Now that you’ve gathered supplies, we’re ready to start!

  • Weave in ends, but leave an inch or so to trim off after blocking. The blocking process will relax your woven-in ends too, so some of the length may be taken up into the knitting.
  • Fill your pan or sink with cool to warm water, swish in your tiny bit of wool wash or hair conditioner.
  • Get your knitting wet. You may need to hold it under the water surface and squeeze gently to get all the air bubbles out and wet everything. Be careful not to agitate or use very hot water, as this may cause the wool to felt. Let your knitting soak for about 15 minutes or more, so the fibers have sufficient time to absorb the moisture.
  • Remove your knitting from the water, and gently squeeze out as much water as you can. Do not wring, since this can cause excess stretching. Lay your knitting onto a towel and roll up, pressing out as much water as you can. Some people will stomp on the towel roll to help squeeze out the water.
  • Now you’re ready to lay out your knitting and shape it as you like. For small items, like a hat or mittens, you can usually just reshape flat and lay flat – no pinning needed. Use the pins when you’d like to establish a straight edge, keep an edge from rolling, pin out a point of a shawl – anywhere you want your knit item to dry to a specific shape or measurement.
  • Once your knitting is laid out and pinned exactly as you want it, let it dry.
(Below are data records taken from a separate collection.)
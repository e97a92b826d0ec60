//! Structurally recursive pass from the AST to SSA IR. Mutable bindings live
//! in stack slots so control flow needs no phi placement; promotions are
//! applied wherever a value meets a differently-typed use site.

mod context;
mod declaration;
mod error;
mod expression;
mod statement;

pub use context::{Binding, LowererContext};
pub use declaration::register_extern;
pub use error::LowerError;

use log::debug;

use crate::parser::ast::Program;

pub trait Lower {
    type Output;

    fn lower(&self, ctx: &mut LowererContext) -> Result<Self::Output, LowerError>;
}

/// Lowers a whole program: extern prototypes first (handle registration
/// only), then every top-level declaration in source order. The first error
/// aborts; no partial IR is handed back.
pub fn lower_program(program: &Program, ctx: &mut LowererContext) -> Result<(), LowerError> {
    debug!(
        "lowering program: {} extern(s), {} declaration(s)",
        program.externs.len(),
        program.declarations.len()
    );

    for prototype in &program.externs {
        register_extern(prototype, ctx)?;
    }

    for declaration in &program.declarations {
        declaration.lower(ctx)?;
    }

    Ok(())
}

#[cfg(test)]
mod tests {
    use crate::{lexer::Lexer, parser::Parser};

    use super::*;

    fn lower_source(source: &str) -> Result<String, LowerError> {
        let tokens = Lexer::new(source).lex().expect("lexing failed");
        let program = Parser::new(tokens)
            .parse_program()
            .expect("program should parse");

        let mut ctx = LowererContext::new("test");
        lower_program(&program, &mut ctx)?;

        Ok(ctx.finish().print_to_string())
    }

    #[test]
    fn test_int_to_float_assignment_widens() {
        let ir = lower_source("int f(void) { float x; int i; x = i; return 0; }").unwrap();

        assert!(ir.contains("sitofp i32"), "missing widening in:\n{ir}");
    }

    #[test]
    fn test_float_to_int_assignment_is_rejected() {
        let error = lower_source("int f(void) { int i; float x; i = x; return 0; }").unwrap_err();

        assert_eq!(
            LowerError::IllegalConversion {
                from: "float".into(),
                to: "int".into(),
                position: Default::default(),
            },
            error
        );
    }

    #[test]
    fn test_undefined_variable_is_fatal() {
        let error = lower_source("int f(void) { return y; }").unwrap_err();

        assert!(matches!(error, LowerError::UndefinedVariable { ref name, .. } if name == "y"));
    }

    #[test]
    fn test_duplicate_global_is_fatal() {
        let error = lower_source("int g; float g; int f(void) { return 0; }").unwrap_err();

        assert!(matches!(error, LowerError::DuplicateGlobal { ref name, .. } if name == "g"));
    }

    #[test]
    fn test_function_redefinition_is_fatal() {
        let error =
            lower_source("int f(void) { return 0; } int f(void) { return 1; }").unwrap_err();

        assert!(matches!(error, LowerError::RedefinedFunction { ref name, .. } if name == "f"));
    }

    #[test]
    fn test_arity_mismatch_is_fatal() {
        let error =
            lower_source("int id(int n) { return n; } int f(void) { return id(1, 2); }")
                .unwrap_err();

        assert!(matches!(
            error,
            LowerError::ArityMismatch {
                expected: 1,
                found: 2,
                ..
            }
        ));
    }

    #[test]
    fn test_void_call_as_value_is_rejected() {
        let error =
            lower_source("void v(void) {} int f(void) { int x; x = v(); return x; }").unwrap_err();

        assert!(matches!(error, LowerError::VoidValue { ref name, .. } if name == "v"));
    }

    #[test]
    fn test_void_call_as_statement_is_allowed() {
        let ir = lower_source("void v(void) {} int f(void) { v(); return 0; }").unwrap();

        assert!(ir.contains("call void @v()"));
    }

    #[test]
    fn test_return_value_in_void_function_is_rejected() {
        let error = lower_source("void f(void) { return 1; }").unwrap_err();

        assert!(matches!(error, LowerError::ReturnValueInVoidFunction { .. }));
    }

    #[test]
    fn test_bare_return_in_value_function_is_rejected() {
        let error = lower_source("int f(void) { return; }").unwrap_err();

        assert!(matches!(error, LowerError::MissingReturnValue { .. }));
    }

    #[test]
    fn test_implicit_returns() {
        let ir = lower_source("void v(void) {} int f(void) { int x; x = 1; }").unwrap();

        assert!(ir.contains("ret void"));
        assert!(ir.contains("ret i32 0"));
    }

    #[test]
    fn test_shadowed_binding_is_restored_after_block() {
        // the inner x is a float; the final store goes back to the outer int
        let ir = lower_source(
            "int f(void) { int x; { float x; x = 1.5; } x = 2; return x; }",
        )
        .unwrap();

        assert!(ir.contains("store i32 2, ptr %x.addr.1"), "in:\n{ir}");
    }

    #[test]
    fn test_extern_then_definition_shares_the_symbol() {
        let ir = lower_source(
            "extern int helper(int x); int helper(int x) { return x; } \
             int f(void) { return helper(3); }",
        )
        .unwrap();

        assert!(!ir.contains("declare i32 @helper"));
        assert!(ir.contains("define i32 @helper(i32 %x)"));
        assert_eq!(1, ir.matches("@helper(").count() - ir.matches("call i32 @helper(").count());
    }

    #[test]
    fn test_extern_definition_mismatch_is_fatal() {
        let error =
            lower_source("extern int helper(int x); float helper(int x) { return 1.0; }")
                .unwrap_err();

        assert!(matches!(error, LowerError::PrototypeMismatch { ref name, .. } if name == "helper"));
    }

    #[test]
    fn test_modulo_rejects_float_operands() {
        let error = lower_source("int f(float x) { return 4 % x; }").unwrap_err();

        assert!(matches!(error, LowerError::InvalidOperands { ref op, .. } if op == "%"));
    }

    #[test]
    fn test_logical_operators_are_not_short_circuiting() {
        // both calls must be emitted even though the left side decides
        let ir = lower_source(
            "int one(void) { return 1; } int two(void) { return 2; } \
             bool f(void) { return one() && two(); }",
        )
        .unwrap();

        assert!(ir.contains("call i32 @one()"));
        assert!(ir.contains("call i32 @two()"));
        assert!(ir.contains("and i1"));
    }

    #[test]
    fn test_array_as_bare_value_is_rejected() {
        let error = lower_source("int f(void) { int a[3]; return a; }").unwrap_err();

        assert!(matches!(error, LowerError::ArrayAsValue { ref name, .. } if name == "a"));
    }

    #[test]
    fn test_subscript_count_must_match_rank() {
        let error = lower_source("int b[4][4]; int f(void) { return b[1]; }").unwrap_err();

        assert!(matches!(
            error,
            LowerError::SubscriptMismatch {
                expected: 2,
                found: 1,
                ..
            }
        ));
    }

    #[test]
    fn test_declared_array_indexing_uses_leading_zero_gep() {
        let ir = lower_source("int b[4][4]; int f(int i) { return b[i][2]; }").unwrap();

        assert!(
            ir.contains("getelementptr [4 x [4 x i32]], ptr @b, i32 0, i32 %i."),
            "in:\n{ir}"
        );
    }

    #[test]
    fn test_param_array_indexing_linearizes_offset() {
        let ir = lower_source("int f(int a[10][5], int i, int j) { return a[i][j]; }").unwrap();

        // offset = i * 5 + j on the decayed element pointer
        assert!(ir.contains("mul i32"), "in:\n{ir}");
        assert!(ir.contains("getelementptr i32, ptr %a.ptr."), "in:\n{ir}");
    }

    #[test]
    fn test_array_argument_decays_to_pointer() {
        let ir = lower_source(
            "int total(int a[10]) { return a[0]; } \
             int g[10]; \
             int f(void) { int l[10]; return total(g) + total(l); }",
        )
        .unwrap();

        assert!(ir.contains("call i32 @total(ptr @g)"), "in:\n{ir}");
        assert!(ir.contains("call i32 @total(ptr %l.addr."), "in:\n{ir}");
    }

    #[test]
    fn test_scalar_argument_to_array_parameter_is_rejected() {
        let error =
            lower_source("int total(int a[10]) { return a[0]; } int f(void) { return total(5); }")
                .unwrap_err();

        assert!(matches!(error, LowerError::InvalidArrayArgument { .. }));
    }

    #[test]
    fn test_condition_promotes_int_to_bool() {
        let ir = lower_source("int f(int x) { if (x) { return 1; } return 0; }").unwrap();

        assert!(ir.contains("icmp ne i32"), "in:\n{ir}");
        assert!(ir.contains("br i1"));
    }

    #[test]
    fn test_statements_after_return_are_skipped() {
        let ir = lower_source("int f(void) { return 1; return 2; }").unwrap();

        assert!(ir.contains("ret i32 1"));
        assert!(!ir.contains("ret i32 2"));
    }

    #[test]
    fn test_if_with_both_branches_returning_leaves_no_dangling_block() {
        let ir = lower_source(
            "int f(int x) { if (x) { return 1; } else { return 2; } }",
        )
        .unwrap();

        // the merge block is unreachable and must not survive serialization
        assert!(!ir.contains("if.end"), "in:\n{ir}");
    }

    #[test]
    fn test_while_loop_block_structure() {
        let ir = lower_source(
            "int f(int n) { int i; i = 0; while (i < n) { i = i + 1; } return i; }",
        )
        .unwrap();

        assert!(ir.contains("while.condition"));
        assert!(ir.contains("while.body"));
        assert!(ir.contains("while.end"));
        assert!(ir.contains("icmp slt i32"));
    }

    #[test]
    fn test_float_comparison_uses_unordered_predicates() {
        let ir = lower_source("bool f(float x, float y) { return x < y; }").unwrap();

        assert!(ir.contains("fcmp ult float"));
    }

    #[test]
    fn test_mixed_arithmetic_promotes_to_float() {
        let ir = lower_source("float f(int i, float x) { return i + x; }").unwrap();

        assert!(ir.contains("sitofp i32"));
        assert!(ir.contains("fadd float"));
    }

    #[test]
    fn test_unary_minus_on_float_uses_fneg() {
        let ir = lower_source("float f(float x) { return -x; }").unwrap();

        assert!(ir.contains("fneg float"));
    }

    #[test]
    fn test_assignment_yields_the_stored_value() {
        let ir = lower_source("int f(void) { int a; int b; a = b = 3; return a; }").unwrap();

        // the inner store's value feeds the outer store
        assert_eq!(2, ir.matches("store i32 3").count(), "in:\n{ir}");
    }
}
 Obviously, some items will need no pinning and others – like a lace shawl – will require precision measuring, gentle stretching, and hundreds of pins to hold it in the desired shape until dry.  Blocking wires are an optional tool, too, and are generally used for establishing straight even edges in lace knitting.

 That’s it – hope this easy explanation motivates you to block everything from now on. If you just think of it as a quick wash, it won’t seem so daunting. Next time you cast off, I encourage you to head right to the sink and get your project soaking!




Sharyn Anhalt
Sharyn Anhalt

Author


4 Responses

Sharyn Anhalt
Sharyn Anhalt

November 21, 2018

Patricia, sorry for the slow reply to your question. Absolutely yes! You can block things over and over – in fact, some sweaters can require re-blocking after each wash.

Patricia
Patricia

November 21, 2018

Can you re do your first blocking for a knitted sweater? I blocked my sweater but it is still a little too small. What will happen if I block it again? It is so disappointing to have worked so hard and now it does not fit well.
Please advise.
Thank you Patricia

Sharyn
Sharyn

January 22, 2015

Good question, Josie. Manmade fibers do not really lend themselves to blocking in the sense of reshaping. But, washing your finished blankets will help even out stitches and bloom the fibers. I would always finish your project by washing & drying (as recommended for the yarn).

Josie
Josie

January 22, 2015

Hi, Great explanation, my question though is : I make blankets, queen, king actually any size. They are made of acrylic some wool and some polyester. Will this type of blocking work as well. They are so large I really don’t know what to do.